In Italy the intelligence of the artist is revered. At Forte dei Marmi, where he used to spend his summers, he always rented the same modest row of beach huts. The elderly woman in charge was proud of her regular customer. 'Moore,' she said to me, `Moore-Michelangelo, and she press- ed her knuckles against her forehead. Moore would have liked that. He was at pains to make clear that art was not a gift from the gods. The artist was only as good as his brain, the work of art only as good as the man or woman who made it.

I think that in his later years he felt particularly at ease in Italy. It was not just the tumultuous public response to his work during his great exhibition in Florence in 1972 — it was also the great marble mountains at Carrara. Time and time again he would take visitors on the three-hour ascent of Altissimo — the highest peak from which the finest white marble is still quarried. It is an impressive and formid- able scene. I remember him talking as he sat on the wall that was all that prevented him from falling thousands of feet into the abyss. Across the valley one could see the cave from which Michelangelo's marble had come. As he talked, and without thinking, he was drawing on the wall a strange skull-like form like a helmet.

His obsession with shape and form was never in abeyance. A tape measure was always in his pocket. He might be showing how the various parts of his sculptures could be assembled by playing with the potato-crisps on the table, but his inner eye was always watching people, sizing things up.

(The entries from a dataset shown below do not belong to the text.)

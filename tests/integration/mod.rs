//! Integration tests for the shiprel binary

mod helpers;
mod test_init;
mod test_release;
mod test_status;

One night at dinner in a local hotel with the film crew he boasted that he could guess the circumference of each head around the table. The challenge was accepted. Out came the tape measure and he was right to within a quarter inch in every case. It took a lot to fluster Henry Moore. Only perhaps a visit from Lord and Lady Clark could cause a panic around the studios, everything being tidied up and moved into prime positions — the miner's son with an OM still feeling the need to do something special for the aristocracy!

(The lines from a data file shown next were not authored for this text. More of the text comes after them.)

mod archive;
mod commands;
mod core;
mod feed;
mod release;
mod ui;

use clap::{Parser, Subcommand};
use core::error::{ShipError, print_error};
use core::state::STATUS_FILE_NAME;
use std::path::PathBuf;
use tracing_subscriber::EnvFilter;

/// Resumable releases for feed-described packages kept in git
#[derive(Parser)]
#[command(name = "shiprel")]
#[command(version, about, long_about = None)]
#[command(propagate_version = true)]
#[command(styles = get_styles())]
struct Cli {
  /// More diagnostics (-v info, -vv debug, -vvv trace)
  #[arg(short, long, global = true, action = clap::ArgAction::Count)]
  verbose: u8,

  /// Only print errors
  #[arg(short, long, global = true, conflicts_with = "verbose")]
  quiet: bool,

  #[command(subcommand)]
  command: Commands,
}

#[derive(Subcommand)]
enum Commands {
  /// Make a new release, or resume the one in progress
  Release {
    /// GPG key for signing the tag and the master feed
    #[arg(short, long)]
    key: Option<String>,
    /// Comma-separated build targets (empty to skip binary builds)
    #[arg(long)]
    builders: Option<String>,
    /// Releases directory (default: current directory)
    #[arg(long, value_name = "DIR")]
    config: Option<PathBuf>,
  },

  /// Create shiprel.toml for a feed in the current (empty) directory
  Init {
    /// The feed inside your git working copy
    local_feed: PathBuf,
  },

  /// Show how far the release in progress got
  Status {
    /// Output status in JSON format
    #[arg(long)]
    json: bool,
    /// Releases directory (default: current directory)
    #[arg(long, value_name = "DIR")]
    config: Option<PathBuf>,
  },

  /// Roll back a release that has not been tagged yet
  Abandon {
    /// Releases directory (default: current directory)
    #[arg(long, value_name = "DIR")]
    config: Option<PathBuf>,
  },
}

fn get_styles() -> clap::builder::Styles {
  clap::builder::Styles::styled()
    .usage(
      anstyle::Style::new()
        .bold()
        .underline()
        .fg_color(Some(anstyle::Color::Ansi(anstyle::AnsiColor::Yellow))),
    )
    .header(
      anstyle::Style::new()
        .bold()
        .underline()
        .fg_color(Some(anstyle::Color::Ansi(anstyle::AnsiColor::Yellow))),
    )
    .literal(anstyle::Style::new().fg_color(Some(anstyle::Color::Ansi(anstyle::AnsiColor::Green))))
    .invalid(
      anstyle::Style::new()
        .bold()
        .fg_color(Some(anstyle::Color::Ansi(anstyle::AnsiColor::Red))),
    )
    .error(
      anstyle::Style::new()
        .bold()
        .fg_color(Some(anstyle::Color::Ansi(anstyle::AnsiColor::Red))),
    )
    .valid(
      anstyle::Style::new()
        .bold()
        .underline()
        .fg_color(Some(anstyle::Color::Ansi(anstyle::AnsiColor::Green))),
    )
    .placeholder(anstyle::Style::new().fg_color(Some(anstyle::Color::Ansi(anstyle::AnsiColor::White))))
}

/// `RUST_LOG` wins over the -v/-q flags
fn init_logging(verbose: u8, quiet: bool) {
  let level = match (quiet, verbose) {
    (true, _) => "error",
    (false, 0) => "warn",
    (false, 1) => "info",
    (false, 2) => "debug",
    _ => "trace",
  };
  let filter = EnvFilter::try_from_default_env().unwrap_or_else(|_| EnvFilter::new(level));
  tracing_subscriber::fmt()
    .with_env_filter(filter)
    .with_target(false)
    .with_writer(std::io::stderr)
    .compact()
    .init();
}

fn main() {
  let cli = Cli::parse();
  init_logging(cli.verbose, cli.quiet);

  let result = match cli.command {
    Commands::Release { key, builders, config } => commands::run_release(key, builders, config),
    Commands::Init { local_feed } => commands::run_init(local_feed),
    Commands::Status { json, config } => commands::run_status(json, config),
    Commands::Abandon { config } => commands::run_abandon(config),
  };

  if let Err(err) = result {
    handle_error(err);
  }
}

fn handle_error(err: ShipError) -> ! {
  print_error(&err);
  eprintln!(
    "Progress so far is kept in '{}' in the releases directory; \
     run again to resume, or `shiprel abandon` to start over.",
    STATUS_FILE_NAME
  );
  std::process::exit(err.exit_code().as_i32());
}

His hands mattered to him more than anything else. On his 80th birthday we filmed him drawing them in a mirror. He said, quite wrongly, that it would be impossible to do a self-portrait that way. He associated his now arthritic hands with the withered and tortured roots of the 300-year-old hawthorn hedge that bor- dered one of his fields. Drawing was the last gift to leave him. When he could draw no more, his life really was at an end.